▶ **Your assignment**
Every line in the records below that holds "BTreeMap" must be identified and copied.
──────── Data provided ────────
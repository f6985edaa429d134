// CivicEase - Core Library
// Civic records registry: citizens, families, service certificates,
// marriages, official postings and complaints. Shared by the CLI, the API
// server and the tests.

pub mod audit;
pub mod config;
pub mod db;
pub mod entities;
pub mod error;
pub mod income;
pub mod issuance;
pub mod logging;
pub mod memory;
pub mod registry;
pub mod store;

#[cfg(feature = "server")]
pub mod api;

// Re-export commonly used types
pub use audit::Event;
pub use config::Config;
pub use db::{load_citizens_csv, setup_database, ImportSummary, SqliteStore};
pub use entities::{
    Citizen, CitizenInput, CitizenUpdate, Complaint, ComplaintStatus, Family, FamilyDetail,
    FamilyInput, IssueRequest, Marriage, OfficialPosting, ServiceRecord, ServiceType,
};
pub use error::{CivicError, CivicResult};
pub use income::recalculate_income;
pub use issuance::{can_issue, IssuanceDecision};
pub use memory::MemoryStore;
pub use registry::{MembershipChange, Registry};
pub use store::{
    CitizenFilter, CivicStore, ComplaintCounts, ComplaintFilter, FamilyFilter, RegistryStats,
    ServiceFilter,
};

#[cfg(feature = "server")]
pub use api::{build_router, AppState};

/// Library version
pub const VERSION: &str = env!("CARGO_PKG_VERSION");
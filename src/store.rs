// Storage seam
//
// The registry never talks to a database handle directly; it is handed a
// `CivicStore`. Production uses `SqliteStore` (db.rs), tests can swap in
// `MemoryStore` (memory.rs).

use crate::audit::Event;
use crate::entities::{
    Citizen, Complaint, ComplaintCategory, ComplaintStatus, Family, Marriage, OfficialPosting, ServiceRecord,
    ServiceType,
};
use crate::error::CivicResult;
use crate::issuance::IssuanceDecision;
use chrono::{DateTime, Utc};
use serde::{Deserialize, Serialize};
use std::collections::BTreeMap;

// ============================================================================
// FILTERS
// ============================================================================

/// Which family link a citizen listing should match
#[derive(Debug, Clone, Default, PartialEq)]
pub enum FamilyFilter {
    #[default]
    Any,
    /// Citizens not linked to any family
    Unassigned,
    Family(String),
}

#[derive(Debug, Clone, Default)]
pub struct CitizenFilter {
    /// Case-insensitive match against name, national id and phone
    pub search: Option<String>,
    pub family: FamilyFilter,
}

impl CitizenFilter {
    /// In-process equivalent of the SQL filter
    pub fn matches(&self, citizen: &Citizen) -> bool {
        let family_ok = match &self.family {
            FamilyFilter::Any => true,
            FamilyFilter::Unassigned => citizen.family_id.is_none(),
            FamilyFilter::Family(id) => citizen.family_id.as_deref() == Some(id.as_str()),
        };
        if !family_ok {
            return false;
        }

        match &self.search {
            None => true,
            Some(term) => {
                let term = term.to_lowercase();
                let hit = |field: Option<&str>| {
                    field.map_or(false, |f| f.to_lowercase().contains(&term))
                };
                hit(Some(&citizen.full_name))
                    || hit(citizen.aadhar_number.as_deref())
                    || hit(citizen.phone.as_deref())
            }
        }
    }
}

#[derive(Debug, Clone, Default)]
pub struct ServiceFilter {
    pub service_type_id: Option<String>,
    pub citizen_id: Option<String>,
}

impl ServiceFilter {
    pub fn matches(&self, record: &ServiceRecord) -> bool {
        self.service_type_id
            .as_ref()
            .map_or(true, |id| &record.service_type_id == id)
            && self
                .citizen_id
                .as_ref()
                .map_or(true, |id| &record.citizen_id == id)
    }
}

#[derive(Debug, Clone, Default)]
pub struct ComplaintFilter {
    pub status: Option<ComplaintStatus>,
    pub submitted_by: Option<String>,
}

impl ComplaintFilter {
    pub fn matches(&self, complaint: &Complaint) -> bool {
        self.status.map_or(true, |s| complaint.status == s)
            && self
                .submitted_by
                .as_ref()
                .map_or(true, |who| complaint.submitted_by.as_ref() == Some(who))
    }
}

// ============================================================================
// DASHBOARD COUNTS
// ============================================================================

#[derive(Debug, Clone, Default, PartialEq, Serialize, Deserialize)]
pub struct RegistryStats {
    pub citizens: i64,
    pub families: i64,
    pub services_issued_since: i64,
    pub total_family_income: f64,
    pub complaints_by_status: BTreeMap<String, i64>,
    pub complaints_by_category: BTreeMap<String, i64>,
}

/// A submitter's own complaint tally
#[derive(Debug, Clone, Copy, Default, PartialEq, Serialize, Deserialize)]
pub struct ComplaintCounts {
    pub total: usize,
    pub resolved: usize,
    pub pending: usize,
}

impl ComplaintCounts {
    pub fn tally(complaints: &[Complaint]) -> Self {
        ComplaintCounts {
            total: complaints.len(),
            resolved: complaints
                .iter()
                .filter(|c| c.status == ComplaintStatus::Resolved)
                .count(),
            pending: complaints.iter().filter(|c| c.status.is_pending()).count(),
        }
    }
}

/// Zeroed buckets for every status and category, so dashboards always see
/// the full set of keys
pub(crate) fn empty_complaint_buckets() -> (BTreeMap<String, i64>, BTreeMap<String, i64>) {
    let by_status = ComplaintStatus::ALL
        .iter()
        .map(|s| (s.as_str().to_string(), 0))
        .collect();
    let by_category = ComplaintCategory::ALL
        .iter()
        .map(|c| (c.as_str().to_string(), 0))
        .collect();
    (by_status, by_category)
}

// ============================================================================
// STORE TRAIT
// ============================================================================

pub trait CivicStore: Send + Sync {
    // --- citizens ---------------------------------------------------------
    fn insert_citizen(&self, citizen: &Citizen) -> CivicResult<()>;
    fn get_citizen(&self, id: &str) -> CivicResult<Option<Citizen>>;
    fn list_citizens(&self, filter: &CitizenFilter) -> CivicResult<Vec<Citizen>>;

    /// Read, edit and write back one citizen as a single step. Returns the
    /// row as it was before and after the edit. An edit error leaves the row
    /// untouched.
    fn modify_citizen(
        &self,
        id: &str,
        edit: &mut dyn FnMut(&mut Citizen) -> CivicResult<()>,
    ) -> CivicResult<(Citizen, Citizen)>;

    /// Point a citizen at `family_id` (None unlinks). With `only_from` set,
    /// the change applies only if the citizen currently belongs to that
    /// family. Returns the citizen as it was before the change, or None when
    /// nothing changed.
    fn set_citizen_family(
        &self,
        citizen_id: &str,
        family_id: Option<&str>,
        only_from: Option<&str>,
    ) -> CivicResult<Option<Citizen>>;

    // --- families ---------------------------------------------------------
    fn insert_family(&self, family: &Family) -> CivicResult<()>;
    fn get_family(&self, id: &str) -> CivicResult<Option<Family>>;
    fn list_families(&self) -> CivicResult<Vec<Family>>;
    fn family_members(&self, family_id: &str) -> CivicResult<Vec<Citizen>>;

    /// Sum member incomes (None as 0) and store the sum on the family as one
    /// atomic step. An unknown family yields 0 and writes nothing.
    fn recompute_family_income(&self, family_id: &str) -> CivicResult<f64>;

    // --- services ---------------------------------------------------------
    fn insert_service_type(&self, service_type: &ServiceType) -> CivicResult<()>;
    fn get_service_type(&self, id: &str) -> CivicResult<Option<ServiceType>>;
    fn list_service_types(&self) -> CivicResult<Vec<ServiceType>>;

    /// Most recent issuance for the pair, by issue_date descending
    fn latest_service_record(
        &self,
        citizen_id: &str,
        service_type_id: &str,
    ) -> CivicResult<Option<ServiceRecord>>;

    /// Check the validity window at `record.issue_date` and append the record
    /// only if it is allowed, as one step. An unknown service type is
    /// `InvalidServiceType`.
    fn issue_if_allowed(&self, record: &ServiceRecord) -> CivicResult<IssuanceDecision>;
    fn list_service_records(&self, filter: &ServiceFilter) -> CivicResult<Vec<ServiceRecord>>;

    // --- marriages, postings, complaints ----------------------------------
    fn insert_marriage(&self, marriage: &Marriage) -> CivicResult<()>;
    fn list_marriages(&self) -> CivicResult<Vec<Marriage>>;

    fn insert_posting(&self, posting: &OfficialPosting) -> CivicResult<()>;
    fn list_postings(&self) -> CivicResult<Vec<OfficialPosting>>;

    fn insert_complaint(&self, complaint: &Complaint) -> CivicResult<()>;
    fn get_complaint(&self, id: &str) -> CivicResult<Option<Complaint>>;
    fn update_complaint(&self, complaint: &Complaint) -> CivicResult<()>;
    /// Newest first
    fn list_complaints(&self, filter: &ComplaintFilter) -> CivicResult<Vec<Complaint>>;

    // --- audit & stats ----------------------------------------------------
    fn record_event(&self, event: &Event) -> CivicResult<()>;
    fn events_for(&self, entity_type: &str, entity_id: &str) -> CivicResult<Vec<Event>>;

    fn stats(&self, issued_since: DateTime<Utc>) -> CivicResult<RegistryStats>;
}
────────
▶ **Written answer**
use std::collections::BTreeMap;
    pub complaints_by_status: BTreeMap<String, i64>,
    pub complaints_by_category: BTreeMap<String, i64>,
pub(crate) fn empty_complaint_buckets() -> (BTreeMap<String, i64>, BTreeMap<String, i64>) {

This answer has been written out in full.